The final paragraph of the Declaration and Resolves indicates that Congress was addressing at least three audiences. At a time when sentiment in America was still split between Loyalists, who wanted to remain loyal to England, and Patriots, who were beginning to think that the colonies might in time have to declare their independence, Congress was seeking to assure the former that it was proceeding cautiously according to established forms and the latter that it was adequately defending their liberties.

By evoking their rights as English citizens, the colonists also sought to appeal to public opinion within Britain. The colonists hoped that British citizens who cherished the protections of common law and the principle of no taxation without representation would recognize that a threat to liberty in the colonies was also a threat to their own. Significantly, some members of Parliament were sympathetic to colonial arguments that it had no right to tax them.

Congress continued to adhere to the idea, increasingly becoming something of a legal fiction, that the colonies could maintain their allegiance to the English king without recognizing the sovereignty of Parliament. The members of Congress still hoped that the king would reward their loyalty by protecting the liberties they thought they were advancing. In the concluding paragraph of the Declaration and Resolves, Congress does not specifically address Parliament, presumably because it did not recognize Parliament's authority over the colonies. Instead, Congress appeals to the king against Parliament—whereas in the Declaration of Independence, Congress, disappointed with the king's response, would direct most of its grievances against his actions.

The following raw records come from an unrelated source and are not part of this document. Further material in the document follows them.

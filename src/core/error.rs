//! Error types for datum-shift
//!
//! Defines all error types used throughout the library. Construction
//! failures surface as these errors; compute entry points translate them
//! into a [`ShiftStatus`](crate::core::ShiftStatus) instead.

use std::path::PathBuf;
use thiserror::Error;

/// Main error type for datum-shift operations
#[derive(Debug, Error)]
pub enum DatumShiftError {
    /// Grid file format errors
    #[error("Grid format error: {0}")]
    GridFormat(#[from] GridFormatError),

    /// Grid lookup errors
    #[error("Grid error: {0}")]
    Grid(#[from] GridError),

    /// Transform evaluation errors
    #[error("Transform error: {0}")]
    Transform(#[from] TransformError),

    /// Catalog construction errors
    #[error("Catalog error: {0}")]
    Catalog(#[from] CatalogError),

    /// Description file errors
    #[error("Description error: {0}")]
    Description(#[from] DescriptionError),

    /// I/O errors
    #[error("I/O error: {0}")]
    Io(#[from] std::io::Error),
}

/// Errors raised while opening and validating a grid file
///
/// These are fatal at construction and never retried.
#[derive(Debug, Error)]
pub enum GridFormatError {
    /// Grid file does not exist
    #[error("Grid file not found: {0}")]
    FileNotFound(PathBuf),

    /// Grid file does not carry the `.byn` extension
    #[error("Unsupported grid file extension: {0}")]
    UnsupportedExtension(PathBuf),

    /// File is shorter than the fixed header
    #[error("Truncated grid header in {path}: {len} bytes")]
    TruncatedHeader { path: PathBuf, len: u64 },

    /// A header field carries an unusable value
    #[error("Invalid grid header in {path}: {message}")]
    InvalidHeader { path: PathBuf, message: String },

    /// Data region does not match the dimensions in the header
    #[error("Grid file size mismatch in {path}: expected {expected} bytes, found {actual}")]
    SizeMismatch {
        path: PathBuf,
        expected: u64,
        actual: u64,
    },

    /// I/O error while reading the header
    #[error("I/O error reading {path}: {source}")]
    Io {
        path: PathBuf,
        #[source]
        source: std::io::Error,
    },
}

/// Errors raised by a grid lookup after construction
#[derive(Debug, Error)]
pub enum GridError {
    /// Point is outside the grid bounding box
    #[error("Point ({lng}, {lat}) is outside the grid coverage")]
    OutsideCoverage { lng: f64, lat: f64 },

    /// Seek/read failure; the reader has been released
    #[error("I/O error reading {path}: {source}")]
    Io {
        path: PathBuf,
        #[source]
        source: std::io::Error,
    },

    /// Internal consistency check failed
    #[error("Internal error: {0}")]
    Internal(String),
}

/// Errors raised while evaluating a closed-form transform
#[derive(Debug, Error)]
pub enum TransformError {
    /// Normalized coordinates exceed the regression validation radius
    #[error("Point outside regression domain: |uu| = {uu}, |vv| = {vv}, radius {radius}")]
    OutOfDomain { uu: f64, vv: f64, radius: f64 },

    /// Out-of-domain point and no fallback configured
    #[error("No fallback transformation is available")]
    NoFallback,

    /// A formula produced NaN or infinity (e.g. at a pole)
    #[error("Transformation produced a non-finite result")]
    NonFinite,

    /// Transform parameters cannot be used
    #[error("Invalid transform parameters: {0}")]
    InvalidParameters(String),
}

/// Errors raised while building a transform catalog
#[derive(Debug, Error)]
pub enum CatalogError {
    /// A dataset could not be opened
    #[error("Failed to open dataset {path}: {source}")]
    Dataset {
        path: PathBuf,
        #[source]
        source: GridFormatError,
    },

    /// A chain manifest could not be built
    #[error("Failed to build chained transform {path}: {source}")]
    Chain {
        path: PathBuf,
        #[source]
        source: Box<CatalogError>,
    },

    /// The named fallback is not known to the definition source
    #[error("Unknown fallback definition: {0}")]
    UnknownFallback(String),

    /// The named fallback carries no usable parameters
    #[error("Fallback definition {0} has no transformation parameters")]
    InvalidFallback(String),

    /// Description could not be read
    #[error("Description error: {0}")]
    Description(#[from] DescriptionError),
}

/// Errors raised while reading catalog or definition descriptions
#[derive(Debug, Error)]
pub enum DescriptionError {
    /// Description file not found
    #[error("Description file not found: {0}")]
    FileNotFound(PathBuf),

    /// I/O error
    #[error("I/O error reading {path}: {source}")]
    Io {
        path: PathBuf,
        #[source]
        source: std::io::Error,
    },

    /// Malformed YAML
    #[error("Failed to parse description: {0}")]
    Parse(#[from] serde_yaml::Error),

    /// Well-formed YAML with an unusable value
    #[error("Invalid description: {0}")]
    Invalid(String),
}

/// Result type alias for datum-shift operations
pub type Result<T> = std::result::Result<T, DatumShiftError>;

/// Result type alias for grid construction
pub type GridFormatResult<T> = std::result::Result<T, GridFormatError>;

/// Result type alias for grid lookups
pub type GridResult<T> = std::result::Result<T, GridError>;

/// Result type alias for catalog construction
pub type CatalogResult<T> = std::result::Result<T, CatalogError>;

/// Result type alias for description loading
pub type DescriptionResult<T> = std::result::Result<T, DescriptionError>;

Although it mixed appeals for natural rights with appeals from the rights of English citizens and the authority of royal charters, the Declaration and Resolves, unlike the Declaration of Independence, does not otherwise appeal to the sentiments of all humankind or to the citizens or sovereigns of other nations. Members of Congress had little reason to believe that appeals to their rights as English citizens would resonate in nations that did not recognize similar rights. Congress was not calling for war, but had it been doing so its emphasis on common-law rights and on the rights of Protestants was hardly likely to secure foreign allies.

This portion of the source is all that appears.